Monday, May. 12, 1930
New Instrument
Long have instrument makers striven to achieve fine tone-divisions, only to be hampered at each turn by man's clumsiness. The possibilities of the violin, for example, are limited to quarter-tones due to the breadth of man's finger.
Last week two Massachusetts Institute of Technology professors, Arthur Cobb Hardy and Sherwood F. Brown, announced a new instrument which takes the burden of precision off man, puts it on electrical apparatus. No strings, no vibrating air columns are in their invention, which may best be compared to the reproduction apparatus for Movietone talking pictures.
Sound tracks such as now border motion picture films, are imposed on a revolving glass disc. A series of shutters, connected with a keyboard, covers the maze of tracks. When a key is depressed its shutter opens, allows a beam of light to pass through the disc, shine on a photoelectric cell. The light is transformed into an electric impulse, the impulse into sound. Working on this purely electrical principle the fineness of tone division becomes limited only by the ability of the human ear to perceive.
Although this is only a new application of an old idea it opens startling new music fields.

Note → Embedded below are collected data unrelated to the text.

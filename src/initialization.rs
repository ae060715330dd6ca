use crate::config::Config;
use crate::models::country::{is_valid_code, normalize_code, Country};
use crate::services::database::{DatabaseError, DatabaseService};
use anyhow::Context;
use std::path::Path;
use thiserror::Error;
use tracing::{info, warn};

#[derive(Error, Debug)]
pub enum SeedError {
    #[error("IO error: {0}")]
    IoError(#[from] std::io::Error),
    #[error("JSON error: {0}")]
    JsonError(#[from] serde_json::Error),
    #[error("Invalid country code in seed file: '{0}'")]
    InvalidCode(String),
    #[error("Database error: {0}")]
    DatabaseError(#[from] DatabaseError),
}

/// Imports countries from a JSON array when the table has no rows yet.
/// Returns how many records were inserted.
pub fn seed_countries(db: &DatabaseService, seed_path: &Path) -> Result<usize, SeedError> {
    if db.count()? > 0 {
        info!("Country table already populated, skipping seed");
        return Ok(0);
    }

    let content = std::fs::read_to_string(seed_path)?;
    let entries: Vec<Country> = serde_json::from_str(&content)?;

    let mut countries = Vec::with_capacity(entries.len());
    for entry in entries {
        let code = normalize_code(&entry.code);
        if !is_valid_code(&code) {
            return Err(SeedError::InvalidCode(entry.code));
        }
        countries.push(Country { code, ..entry });
    }

    db.create_many(&countries)?;

    info!(
        "Seeded {} countries from {}",
        countries.len(),
        seed_path.display()
    );
    Ok(countries.len())
}

/// Opens the store and applies the optional seed file. Any failure here
/// means the tool cannot start.
pub fn ensure_database_is_ready(config: &Config) -> anyhow::Result<DatabaseService> {
    let db = DatabaseService::new(config.database_path()).with_context(|| {
        format!(
            "Failed to open country database at {}",
            config.database_path().display()
        )
    })?;

    if let Some(seed_path) = config.seed_file() {
        if !seed_path.exists() {
            warn!("Seed file {} not found, skipping", seed_path.display());
            return Ok(db);
        }
        seed_countries(&db, seed_path)
            .with_context(|| format!("Failed to seed from {}", seed_path.display()))?;
    }

    Ok(db)
}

By changing the glass disc the instrument may be made to emulate any known string or wind instrument. Thus, it is possible to foresee a symphony orchestra made up of a hundred Hardy & Brown devices keyed to simulate violins, piccolo-flutes, oboes. French horns.

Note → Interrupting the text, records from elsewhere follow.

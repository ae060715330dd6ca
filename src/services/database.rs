use crate::models::country::Country;
use rusqlite::{params, Connection, ErrorCode, OptionalExtension};
use std::path::{Path, PathBuf};
use thiserror::Error;
use tracing::{debug, info};

#[derive(Error, Debug)]
pub enum DatabaseError {
    #[error("Database connection failed: {0}")]
    ConnectionFailed(String),
    #[error("Query failed: {0}")]
    QueryFailed(String),
    #[error("A country with code {0} already exists")]
    DuplicateCode(String),
    #[error("No country found with code {0}")]
    NotFound(String),
    #[error("SQLite error: {0}")]
    SqliteError(#[from] rusqlite::Error),
    #[error("IO error: {0}")]
    IoError(#[from] std::io::Error),
}

const CREATE_COUNTRY_TABLE: &str = r#"
CREATE TABLE IF NOT EXISTS country (
    code TEXT PRIMARY KEY NOT NULL CHECK (length(code) = 3),
    name TEXT NOT NULL,
    internet_users REAL,
    adult_literacy_rate REAL
)
"#;

const SELECT_COLUMNS: &str = "SELECT code, name, internet_users, adult_literacy_rate FROM country";

/// Gateway to the country table.
///
/// Holds only the database location; every operation opens its own
/// connection and drops it before returning, so nothing stays open
/// between prompts.
pub struct DatabaseService {
    database_path: PathBuf,
}

impl DatabaseService {
    pub fn new(database_path: &Path) -> Result<Self, DatabaseError> {
        if let Some(parent) = database_path.parent() {
            if !parent.as_os_str().is_empty() && !parent.exists() {
                std::fs::create_dir_all(parent)?;
            }
        }

        let service = Self {
            database_path: database_path.to_path_buf(),
        };

        service.create_schema()?;
        info!("Country store ready at {}", database_path.display());

        Ok(service)
    }

    pub fn database_path(&self) -> &Path {
        &self.database_path
    }

    fn connect(&self) -> Result<Connection, DatabaseError> {
        Connection::open(&self.database_path).map_err(|e| {
            DatabaseError::ConnectionFailed(format!("{}: {}", self.database_path.display(), e))
        })
    }

    fn create_schema(&self) -> Result<(), DatabaseError> {
        let conn = self.connect()?;
        conn.execute_batch(CREATE_COUNTRY_TABLE)?;
        Ok(())
    }

    /// Returns every stored country in insertion order.
    pub fn fetch_all(&self) -> Result<Vec<Country>, DatabaseError> {
        let conn = self.connect()?;
        let query_str = format!("{} ORDER BY rowid", SELECT_COLUMNS);

        let mut stmt = conn.prepare(&query_str)?;
        let countries = stmt
            .query_map([], Country::from_row)?
            .collect::<Result<Vec<_>, _>>()?;

        debug!("Fetched {} countries", countries.len());
        Ok(countries)
    }

    pub fn fetch_by_code(&self, code: &str) -> Result<Option<Country>, DatabaseError> {
        let conn = self.connect()?;
        let query_str = format!("{} WHERE code = ?1", SELECT_COLUMNS);

        let country = conn
            .query_row(&query_str, params![code], Country::from_row)
            .optional()?;

        Ok(country)
    }

    pub fn count(&self) -> Result<u64, DatabaseError> {
        let conn = self.connect()?;
        let count: i64 = conn.query_row("SELECT COUNT(*) FROM country", [], |row| row.get(0))?;
        u64::try_from(count)
            .map_err(|_| DatabaseError::QueryFailed(format!("Invalid row count: {}", count)))
    }

    /// Inserts a new country. The code length is expected to be checked by
    /// the caller; the table constraint still rejects anything else.
    pub fn create(&self, country: &Country) -> Result<(), DatabaseError> {
        let mut conn = self.connect()?;
        let tx = conn.transaction()?;

        insert_country(&tx, country)?;

        tx.commit()?;
        info!("Created country {}", country.code);
        Ok(())
    }

    /// Inserts all countries in a single transaction. Nothing is written
    /// unless every insert succeeds.
    pub fn create_many(&self, countries: &[Country]) -> Result<(), DatabaseError> {
        let mut conn = self.connect()?;
        let tx = conn.transaction()?;

        for country in countries {
            insert_country(&tx, country)?;
        }

        tx.commit()?;
        info!("Created {} countries", countries.len());
        Ok(())
    }

    /// Replaces name and both metrics of an existing country.
    pub fn update(&self, country: &Country) -> Result<(), DatabaseError> {
        let mut conn = self.connect()?;
        let tx = conn.transaction()?;

        let changed = tx.execute(
            "UPDATE country SET name = ?1, internet_users = ?2, adult_literacy_rate = ?3 WHERE code = ?4",
            params![
                country.name,
                country.internet_users,
                country.adult_literacy_rate,
                country.code
            ],
        )?;

        if changed == 0 {
            return Err(DatabaseError::NotFound(country.code.clone()));
        }

        tx.commit()?;
        info!("Updated country {}", country.code);
        Ok(())
    }

    /// Removes a country previously resolved through `fetch_by_code`.
    pub fn delete(&self, country: &Country) -> Result<(), DatabaseError> {
        let mut conn = self.connect()?;
        let tx = conn.transaction()?;

        let changed = tx.execute("DELETE FROM country WHERE code = ?1", params![country.code])?;

        if changed == 0 {
            return Err(DatabaseError::NotFound(country.code.clone()));
        }

        tx.commit()?;
        info!("Deleted country {}", country.code);
        Ok(())
    }
}

fn insert_country(conn: &Connection, country: &Country) -> Result<(), DatabaseError> {
    conn.execute(
        "INSERT INTO country (code, name, internet_users, adult_literacy_rate) VALUES (?1, ?2, ?3, ?4)",
        params![
            country.code,
            country.name,
            country.internet_users,
            country.adult_literacy_rate
        ],
    )
    .map_err(|e| map_insert_error(e, &country.code))?;
    Ok(())
}

fn map_insert_error(error: rusqlite::Error, code: &str) -> DatabaseError {
    match &error {
        rusqlite::Error::SqliteFailure(failure, _)
            if failure.code == ErrorCode::ConstraintViolation =>
        {
            if failure.extended_code == rusqlite::ffi::SQLITE_CONSTRAINT_PRIMARYKEY {
                DatabaseError::DuplicateCode(code.to_string())
            } else {
                DatabaseError::QueryFailed(error.to_string())
            }
        }
        _ => DatabaseError::SqliteError(error),
    }
}

#[cfg(test)]
mod tests {
    use super::*;
    use tempfile::TempDir;

    fn service() -> (DatabaseService, TempDir) {
        let temp_dir = TempDir::new().unwrap();
        let service = DatabaseService::new(&temp_dir.path().join("countries.db")).unwrap();
        (service, temp_dir)
    }

    #[test]
    fn creates_missing_parent_directories() {
        let temp_dir = TempDir::new().unwrap();
        let path = temp_dir.path().join("nested").join("dir").join("countries.db");

        let service = DatabaseService::new(&path).unwrap();

        assert!(path.exists());
        assert_eq!(service.count().unwrap(), 0);
    }

    #[test]
    fn duplicate_code_is_reported() {
        let (service, _dir) = service();
        let country = Country::new("USA", "United States", Some(87.0), Some(99.0));

        service.create(&country).unwrap();
        let err = service.create(&country).unwrap_err();

        assert!(matches!(err, DatabaseError::DuplicateCode(code) if code == "USA"));
        assert_eq!(service.count().unwrap(), 1);
    }

    #[test]
    fn table_rejects_wrong_length_codes() {
        let (service, _dir) = service();
        let country = Country::new("US", "United States", None, None);

        let err = service.create(&country).unwrap_err();

        assert!(matches!(err, DatabaseError::QueryFailed(_)));
        assert_eq!(service.count().unwrap(), 0);
    }

    #[test]
    fn create_many_rolls_back_on_failure() {
        let (service, _dir) = service();
        let countries = [
            Country::new("FRA", "France", Some(80.5), None),
            Country::new("DEU", "Germany", None, Some(99.0)),
            Country::new("FRA", "France again", None, None),
        ];

        let err = service.create_many(&countries).unwrap_err();

        assert!(matches!(err, DatabaseError::DuplicateCode(code) if code == "FRA"));
        assert_eq!(service.count().unwrap(), 0);
    }

    #[test]
    fn update_of_missing_country_writes_nothing() {
        let (service, _dir) = service();
        let ghost = Country::new("XXX", "Nowhere", Some(1.0), Some(2.0));

        let err = service.update(&ghost).unwrap_err();

        assert!(matches!(err, DatabaseError::NotFound(_)));
        assert!(service.fetch_by_code("XXX").unwrap().is_none());
    }
}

The disc on the M. I. T. instrument was keyed to a three-octave board, reproduced deep pipe organ notes. Unlike Leon Sergeievitch Theremin's "ether music" box (TIME, Sept. 30), Hardy & Brown's development does not slide from one note to another, slurring the intervening ones.
Prior to now the finest tone-division ever achieved was on the arpacitera, a zither-like instrument with a one-octave range which produced sixteenth tones. It was played with the Philadelphia Orchestra three years ago by Beatrice Weller. Specially constructed French horns have also achieved sixteenth tones.